Just wondered how people were handling different assets within there site on the back-end and what structure was being used, when storing the path to each asset in a database after upload. Typically a site will have common set of images used and various assets, video, docs, etc.

Are you using one database table for all assets? (all image sizes, videos, pdf, docs etc)
Separate database tables for each asset?
or some other method?

When uploading do you have predefined folders images, pdf, docs?
Manually defined structure to create locations/folders on the back-end?
Using some kind of tree structure?

Since I need to build such a system any tips, links or methods be great?

Thanks
#2

[eluser]CroNiX[/eluser]
I use a database-based config system (basically same as CI config, except it uses the database so it's easily editable by the customer) where I (or the site owner) can enter the paths for various assets, so paths are customizable.

Then there is an assets table that only stores the filename (no path), a category id for the asset type (which is how the path gets determined), a single field to store a serialized array of parameters for that asset (which differ from images/video/audio/pdf/etc so I don't have to use separate tables for each type), the id of the entity that the asset belongs to and the order that the asset gets displayed (like an image gallery might have a specified order to display the images).
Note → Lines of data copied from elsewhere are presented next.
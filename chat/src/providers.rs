use async_trait::async_trait;
use request::GenerationConfig;
use std::sync::Arc;
use tracing::debug;

use crate::error::GenerationFault;

#[async_trait]
pub trait GenerateContentProvider: Send + Sync {
    async fn generate_content(
        &self,
        prompt: &str,
        generation_config: &GenerationConfig,
    ) -> Result<String, GenerationFault>;
}

/// Left unavailable when no API key is configured; every call then fails
/// with [`GenerationFault::Unavailable`].
#[derive(Clone, Default)]
pub struct GenerationClient {
    provider: Option<Arc<dyn GenerateContentProvider>>,
}

impl GenerationClient {
    pub fn new<P>(provider: P) -> Self
    where
        P: GenerateContentProvider + 'static,
    {
        Self {
            provider: Some(Arc::new(provider)),
        }
    }

    pub fn unavailable() -> Self {
        Self { provider: None }
    }

    pub fn is_available(&self) -> bool {
        self.provider.is_some()
    }

    pub async fn generate(
        &self,
        prompt: &str,
        generation_config: &GenerationConfig,
    ) -> Result<String, GenerationFault> {
        let provider = self.provider.as_ref().ok_or(GenerationFault::Unavailable)?;

        let text = provider.generate_content(prompt, generation_config).await?;
        let text = text.trim();
        if text.is_empty() {
            debug!("Provider returned only whitespace");
            return Err(GenerationFault::EmptyResponse);
        }

        Ok(text.to_string())
    }
}
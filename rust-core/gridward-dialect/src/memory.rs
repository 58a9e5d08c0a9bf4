// SPDX-License-Identifier: PMPL-1.0-or-later
// Copyright (c) 2026 Jonathan D.A. Jewell (hyperpolymath) <jonathan.jewell@open.ac.uk>
//
// In-memory grid dialect.
//
// Uses `BTreeMap`s wrapped in a tokio `RwLock` for thread-safe, ordered
// storage of tuples and associations. Supports every optional capability:
// identity columns through per-table sequences, optimistic locking by
// comparing the columns of the expected lock state, and batches applied under
// a single write lock. Intended for testing, development, and small ephemeral
// datasets.

use std::collections::{BTreeMap, HashMap};
use std::sync::Arc;

use async_trait::async_trait;
use tokio::sync::RwLock;
use tracing::trace;

use crate::batch::{Operation, OperationsQueue};
use crate::context::{AssociationContext, TupleContext};
use crate::dialect::GridDialect;
use crate::error::DialectError;
use crate::model::{
    Association, AssociationKey, EntityKey, EntityKeyMetadata, KeyValue, Tuple,
};

#[derive(Debug, Default)]
struct State {
    tuples: BTreeMap<EntityKey, Tuple>,
    associations: BTreeMap<AssociationKey, Association>,
    /// Last generated identity value per table.
    sequences: HashMap<String, i64>,
}
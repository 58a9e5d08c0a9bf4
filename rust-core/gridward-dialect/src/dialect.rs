// SPDX-License-Identifier: PMPL-1.0-or-later
// Copyright (c) 2026 Jonathan D.A. Jewell (hyperpolymath) <jonathan.jewell@open.ac.uk>
//
// Core grid dialect trait.
//
// A grid dialect adapts one datastore technology to the tuple/association
// model. The trait covers reads, single-item mutations, the optional
// identity-column and optimistic-locking capabilities, and batch execution.
// Dialects are expected to be thread-safe (`Send + Sync`) and fully
// asynchronous.

use async_trait::async_trait;

use crate::batch::{Operation, OperationsQueue};
use crate::context::{AssociationContext, TupleContext};
use crate::error::DialectError;
use crate::model::{Association, AssociationKey, EntityKey, EntityKeyMetadata, Tuple};

fn unsupported(dialect: &str, operation: &'static str) -> DialectError {
    DialectError::Unsupported {
        dialect: dialect.to_string(),
        operation,
    }
}

/// A pluggable datastore adapter.
///
/// Optional capabilities return [`DialectError::Unsupported`] unless the
/// implementation overrides them. Implementations must be safe to share
/// across threads and tokio tasks.
#[async_trait]
pub trait GridDialect: Send + Sync {
    /// A human-readable name for this dialect, used in logging and errors.
    fn name(&self) -> &str;

    /// Load the tuple stored under `key`.
    ///
    /// Returns `Ok(None)` if nothing is stored, rather than an error.
    async fn get_tuple(
        &self,
        key: &EntityKey,
        tuple_context: &TupleContext,
    ) -> Result<Option<Tuple>, DialectError>;

    /// Create a new, not yet stored tuple for `key`.
    async fn create_tuple(
        &self,
        key: &EntityKey,
        tuple_context: &TupleContext,
    ) -> Result<Tuple, DialectError>;

    /// Store `tuple` under `key`, replacing any previous tuple.
    async fn insert_or_update_tuple(
        &self,
        key: &EntityKey,
        tuple: &Tuple,
        tuple_context: &TupleContext,
    ) -> Result<(), DialectError>;

    /// Remove the tuple stored under `key`. Removing a missing tuple is not
    /// an error.
    async fn remove_tuple(
        &self,
        key: &EntityKey,
        tuple_context: &TupleContext,
    ) -> Result<(), DialectError>;

    async fn get_association(
        &self,
        key: &AssociationKey,
        association_context: &AssociationContext,
    ) -> Result<Option<Association>, DialectError>;

    async fn create_association(
        &self,
        key: &AssociationKey,
        association_context: &AssociationContext,
    ) -> Result<Association, DialectError>;

    async fn insert_or_update_association(
        &self,
        key: &AssociationKey,
        association: &Association,
        association_context: &AssociationContext,
    ) -> Result<(), DialectError>;

    async fn remove_association(
        &self,
        key: &AssociationKey,
        association_context: &AssociationContext,
    ) -> Result<(), DialectError>;

    // -- Identity columns ---------------------------------------------------

    /// Create a new tuple for an entity whose key the datastore generates.
    async fn create_tuple_for_metadata(
        &self,
        _metadata: &EntityKeyMetadata,
        _tuple_context: &TupleContext,
    ) -> Result<Tuple, DialectError> {
        Err(unsupported(self.name(), "create_tuple_for_metadata"))
    }

    /// Insert a tuple whose key is generated by the datastore. The generated
    /// key column is written back into `tuple`.
    async fn insert_tuple(
        &self,
        _metadata: &EntityKeyMetadata,
        _tuple: &mut Tuple,
        _tuple_context: &TupleContext,
    ) -> Result<(), DialectError> {
        Err(unsupported(self.name(), "insert_tuple"))
    }

    // -- Optimistic locking -------------------------------------------------

    /// Replace the tuple under `key` with `tuple` if its current columns still
    /// match `old_lock_state`. Returns `Ok(false)` when the check fails.
    async fn update_tuple_with_optimistic_lock(
        &self,
        _key: &EntityKey,
        _old_lock_state: &Tuple,
        _tuple: &Tuple,
        _tuple_context: &TupleContext,
    ) -> Result<bool, DialectError> {
        Err(unsupported(self.name(), "update_tuple_with_optimistic_lock"))
    }

    /// Remove the tuple under `key` if its current columns still match
    /// `old_lock_state`. Returns `Ok(false)` when the check fails.
    async fn remove_tuple_with_optimistic_lock(
        &self,
        _key: &EntityKey,
        _old_lock_state: &Tuple,
        _tuple_context: &TupleContext,
    ) -> Result<bool, DialectError> {
        Err(unsupported(self.name(), "remove_tuple_with_optimistic_lock"))
    }

    // -- Batching -----------------------------------------------------------

    /// Execute every operation pending in `queue`.
    ///
    /// The default applies the operations one at a time through the
    /// single-item methods and stops at the first error. Dialects with a
    /// native batch API should override this.
    async fn execute_batch(&self, queue: &mut OperationsQueue) -> Result<(), DialectError> {
        while let Some(operation) = queue.poll() {
            let mut stack = vec![operation];
            while let Some(operation) = stack.pop() {
                match operation {
                    Operation::InsertOrUpdateTuple {
                        entity_key,
                        tuple,
                        tuple_context,
                    } => {
                        self.insert_or_update_tuple(&entity_key, &tuple, &tuple_context)
                            .await?
                    }
                    Operation::RemoveTuple {
                        entity_key,
                        tuple_context,
                    } => self.remove_tuple(&entity_key, &tuple_context).await?,
                    Operation::InsertOrUpdateAssociation {
                        association_key,
                        association,
                        association_context,
                    } => {
                        self.insert_or_update_association(
                            &association_key,
                            &association,
                            &association_context,
                        )
                        .await?
                    }
                    Operation::RemoveAssociation {
                        association_key,
                        association_context,
                    } => {
                        self.remove_association(&association_key, &association_context)
                            .await?
                    }
                    Operation::GroupedChangesToEntity { operations, .. } => {
                        stack.extend(operations.into_iter().rev())
                    }
                }
            }
        }
        Ok(())
    }
}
A few more common fields like mime-type, file size, etc.

There are predetermined sizes that things like images get turned into (small thumbnail, large thumbnail, actual image) and each one has the path in the db config along with the image dimensions each one gets resized to. Since this is for all images, we just store the main image data in the db and can determine which type to load based on its case use (gallery might get all small thumbnails which point to the large images). If we need a small thumbnail for an image, we just use the same data from the assets table (image filename) and use the appropriate path when displaying that particular image (small thumbnail dir).

Each project has different requirements, of course, but I use this system, or a variation of it, on several larger sites and it works a treat.

Hope some of the ideas are useful.
#3

[eluser]Otemu[/eluser]
Thanks for your reply CroNiX and well detailed answer. Your answer actually helps a lot, I did have some ideas on how to do it, however some of the things you said help make for a more efficient process and I definitely be taking a few if not all of your ideas on-board.